(Stored dataset items)

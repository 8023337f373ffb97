//! Delimited-text export of a (filtered) result set.
//!
//! Every field is wrapped in double quotes, rows are joined with `\n` and there is no
//! trailing newline:
//!
//! ```text
//! "School Name","Website","Type","Principal"
//! "Majorstuen skole","","Unknown",""
//! ```

use std::{fs, path::Path};

use itertools::Itertools;
use school_finder_sources::SchoolRecord;
use tracing::{info, instrument};

use crate::error::Result;

pub const CSV_HEADER: [&str; 4] = ["School Name", "Website", "Type", "Principal"];

/// How embedded double quotes in field values are written.
#[derive(Debug, Clone, Copy, PartialEq, Eq, Default)]
pub enum CsvQuoting {
    /// Double embedded quotes (RFC 4180).
    #[default]
    Escaped,
    /// Write values untouched. Values containing `"` produce a file most readers reject.
    Verbatim,
}

impl CsvQuoting {
    fn field(self, value: &str) -> String {
        match self {
            Self::Escaped => format!("\"{}\"", value.replace('"', "\"\"")),
            Self::Verbatim => format!("\"{value}\""),
        }
    }

    fn row<'a>(self, fields: impl IntoIterator<Item = &'a str>) -> String {
        fields.into_iter().map(|value| self.field(value)).join(",")
    }
}

pub fn to_delimited_text(records: &[SchoolRecord]) -> String {
    to_delimited_text_with(records, CsvQuoting::default())
}

pub fn to_delimited_text_with(records: &[SchoolRecord], quoting: CsvQuoting) -> String {
    let header = quoting.row(CSV_HEADER);
    let rows = records.iter().map(|record| {
        quoting.row([
            record.name.as_str(),
            record.website.as_str(),
            record.school_type.as_str(),
            record.contact.as_str(),
        ])
    });
    std::iter::once(header).chain(rows).join("\n")
}

/// `<city>_schools.csv`, with every non-ASCII-alphanumeric character of `city` replaced by `_`.
pub fn export_filename(city: &str) -> String {
    let stem: String = city
        .chars()
        .map(|c| if c.is_ascii_alphanumeric() { c } else { '_' })
        .collect();
    format!("{stem}_schools.csv")
}

#[instrument(skip_all, fields(path = %path.as_ref().display(), rows = records.len()))]
pub fn write_csv(
    path: impl AsRef<Path>,
    records: &[SchoolRecord],
    quoting: CsvQuoting,
) -> Result<()> {
    fs::write(path.as_ref(), to_delimited_text_with(records, quoting))?;
    info!("CSV export written");
    Ok(())
}

#[cfg(test)]
mod tests {
    use school_finder_sources::SchoolType;

    use super::*;

    #[test]
    fn test_single_record_layout() {
        let records = [SchoolRecord::new("Majorstuen skole", "", SchoolType::Unknown, "")];
        assert_eq!(
            to_delimited_text(&records),
            "\"School Name\",\"Website\",\"Type\",\"Principal\"\n\"Majorstuen skole\",\"\",\"Unknown\",\"\""
        );
    }

    #[test]
    fn test_empty_set_is_header_only() {
        assert_eq!(
            to_delimited_text(&[]),
            "\"School Name\",\"Website\",\"Type\",\"Principal\""
        );
    }

    #[test]
    fn test_rows_follow_input_order() {
        let records = [
            SchoolRecord::new("B", "https://b.example", SchoolType::Public, "Ola"),
            SchoolRecord::new("A", "", SchoolType::Private, "a@b.no"),
        ];
        let text = to_delimited_text(&records);
        let lines: Vec<_> = text.lines().collect();
        assert_eq!(lines.len(), 3);
        assert_eq!(lines[1], "\"B\",\"https://b.example\",\"Public\",\"Ola\"");
        assert_eq!(lines[2], "\"A\",\"\",\"Private\",\"a@b.no\"");
        assert!(!text.ends_with('\n'));
    }

    #[test]
    fn test_embedded_quotes() {
        let records = [SchoolRecord::new("St. \"Mary\" School", "", SchoolType::Private, "")];
        let escaped = to_delimited_text_with(&records, CsvQuoting::Escaped);
        assert!(escaped.ends_with("\"St. \"\"Mary\"\" School\",\"\",\"Private\",\"\""));

        let verbatim = to_delimited_text_with(&records, CsvQuoting::Verbatim);
        assert!(verbatim.ends_with("\"St. \"Mary\" School\",\"\",\"Private\",\"\""));
    }

    #[test]
    fn test_export_filename() {
        assert_eq!(export_filename("Oslo"), "Oslo_schools.csv");
        assert_eq!(export_filename("New York"), "New_York_schools.csv");
        assert_eq!(export_filename("São Paulo"), "S_o_Paulo_schools.csv");
        assert_eq!(export_filename(""), "_schools.csv");
    }

    #[test]
    fn test_write_csv() {
        let dir = tempfile::tempdir().unwrap();
        let path = dir.path().join(export_filename("Oslo"));
        let records = [SchoolRecord::new("Majorstuen skole", "", SchoolType::Unknown, "")];

        write_csv(&path, &records, CsvQuoting::Escaped).unwrap();

        let written = fs::read_to_string(&path).unwrap();
        assert_eq!(written, to_delimited_text(&records));
    }
}
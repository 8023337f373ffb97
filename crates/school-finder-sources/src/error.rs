use thiserror::Error;
pub type Result<T> = std::result::Result<T, SourceError>;

#[derive(Error, Debug)]
pub enum SourceError {
    #[cfg(feature = "http")]
    #[error("HTTP error: {0}")]
    Http(#[from] reqwest::Error),
    #[error("Transport error: {0}")]
    Transport(String),
    #[error("{url} responded with status {status}")]
    Status { url: String, status: u16 },
    #[error("Serialization error: {0}")]
    Serde(#[from] serde_json::Error),
    #[error("No place found for '{query}'")]
    NotFound { query: String },
    #[error("Malformed response: {0}")]
    MalformedResponse(String),
    #[error("All {attempts} Overpass servers failed")]
    AllServersFailed { attempts: usize },
}
//! Keyword-based local-search fallback, used when the spatial query finds nothing.
//!
//! The fallback carries no classification or contact signal, so every record it produces is
//! `Unknown` with an empty contact. Failures never propagate: they degrade to an empty list.

use ahash::AHashSet;
use serde::Deserialize;
use tracing::{info, instrument, warn};

use crate::{
    Result, SourceError,
    model::{SchoolRecord, SchoolType},
    transport::{HttpRequest, HttpTransport},
};

pub const DEFAULT_FALLBACK_URL: &str = "https://google.serper.dev/places";

#[derive(Debug, Deserialize)]
struct Listing {
    #[serde(default, alias = "title")]
    name: Option<String>,
    #[serde(default)]
    website: Option<String>,
}

#[derive(Debug, Deserialize)]
struct ListingResponse {
    #[serde(default, alias = "local_results", alias = "places")]
    results: Vec<Listing>,
}

#[derive(Debug, Clone)]
pub struct FallbackSearchClient {
    endpoint: String,
    api_key: Option<String>,
    enabled: bool,
}

impl Default for FallbackSearchClient {
    fn default() -> Self {
        Self::new(DEFAULT_FALLBACK_URL, None)
    }
}

impl FallbackSearchClient {
    pub fn new(endpoint: impl Into<String>, api_key: Option<String>) -> Self {
        Self {
            endpoint: endpoint.into(),
            api_key,
            enabled: true,
        }
    }

    /// A client that never issues a request.
    pub fn disabled() -> Self {
        Self {
            enabled: false,
            ..Self::default()
        }
    }

    pub fn is_enabled(&self) -> bool {
        self.enabled
    }

    pub fn endpoint(&self) -> &str {
        &self.endpoint
    }

    /// Look up "schools in `city`". Never fails; errors are logged and yield no records.
    #[instrument(name = "Fallback search", skip(self, transport), level = "info")]
    pub async fn search<T: HttpTransport>(&self, transport: &T, city: &str) -> Vec<SchoolRecord> {
        if !self.enabled {
            info!("Fallback search disabled");
            return Vec::new();
        }
        match self.fetch(transport, city).await {
            Ok(records) => {
                info!(records = records.len(), "Fallback search complete");
                records
            }
            Err(e) => {
                warn!(error = %e, "Fallback search failed");
                Vec::new()
            }
        }
    }

    async fn fetch<T: HttpTransport>(
        &self,
        transport: &T,
        city: &str,
    ) -> Result<Vec<SchoolRecord>> {
        let mut request = HttpRequest::get(&self.endpoint).query("q", format!("schools in {city}"));
        if let Some(key) = &self.api_key {
            request = request.header("X-API-KEY", key.as_str());
        }

        let response = transport.send(request).await?;
        if !response.is_success() {
            return Err(SourceError::Status {
                url: self.endpoint.clone(),
                status: response.status,
            });
        }
        let parsed: ListingResponse = serde_json::from_str(&response.body)?;
        Ok(listings_to_records(parsed.results))
    }
}

fn listings_to_records(listings: Vec<Listing>) -> Vec<SchoolRecord> {
    let mut seen = AHashSet::new();
    listings
        .into_iter()
        .filter_map(|listing| {
            let name = listing.name?.trim().to_owned();
            if name.is_empty() {
                return None;
            }
            let website = listing.website.unwrap_or_default().trim().to_owned();
            Some(SchoolRecord::new(name, website, SchoolType::Unknown, ""))
        })
        .filter(|record| seen.insert(record.dedup_key()))
        .collect()
}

* _Assigned task_
Would you copy out exactly the lines above that start at the one containing "pub const DEFAULT_FALLBACK_URL: &str" and end at the one containing "if let Some(key)", inclusive?

* _Exercise answer_
pub const DEFAULT_FALLBACK_URL: &str = "https://google.serper.dev/places";

#[derive(Debug, Deserialize)]
struct Listing {
    #[serde(default, alias = "title")]
    name: Option<String>,
    #[serde(default)]
    website: Option<String>,
}

#[derive(Debug, Deserialize)]
struct ListingResponse {
    #[serde(default, alias = "local_results", alias = "places")]
    results: Vec<Listing>,
}

#[derive(Debug, Clone)]
pub struct FallbackSearchClient {
    endpoint: String,
    api_key: Option<String>,
    enabled: bool,
}

impl Default for FallbackSearchClient {
    fn default() -> Self {
        Self::new(DEFAULT_FALLBACK_URL, None)
    }
}

impl FallbackSearchClient {
    pub fn new(endpoint: impl Into<String>, api_key: Option<String>) -> Self {
        Self {
            endpoint: endpoint.into(),
            api_key,
            enabled: true,
        }
    }

    /// A client that never issues a request.
    pub fn disabled() -> Self {
        Self {
            enabled: false,
            ..Self::default()
        }
    }

    pub fn is_enabled(&self) -> bool {
        self.enabled
    }

    pub fn endpoint(&self) -> &str {
        &self.endpoint
    }

    /// Look up "schools in `city`". Never fails; errors are logged and yield no records.
    #[instrument(name = "Fallback search", skip(self, transport), level = "info")]
    pub async fn search<T: HttpTransport>(&self, transport: &T, city: &str) -> Vec<SchoolRecord> {
        if !self.enabled {
            info!("Fallback search disabled");
            return Vec::new();
        }
        match self.fetch(transport, city).await {
            Ok(records) => {
                info!(records = records.len(), "Fallback search complete");
                records
            }
            Err(e) => {
                warn!(error = %e, "Fallback search failed");
                Vec::new()
            }
        }
    }

    async fn fetch<T: HttpTransport>(
        &self,
        transport: &T,
        city: &str,
    ) -> Result<Vec<SchoolRecord>> {
        let mut request = HttpRequest::get(&self.endpoint).query("q", format!("schools in {city}"));
        if let Some(key) = &self.api_key {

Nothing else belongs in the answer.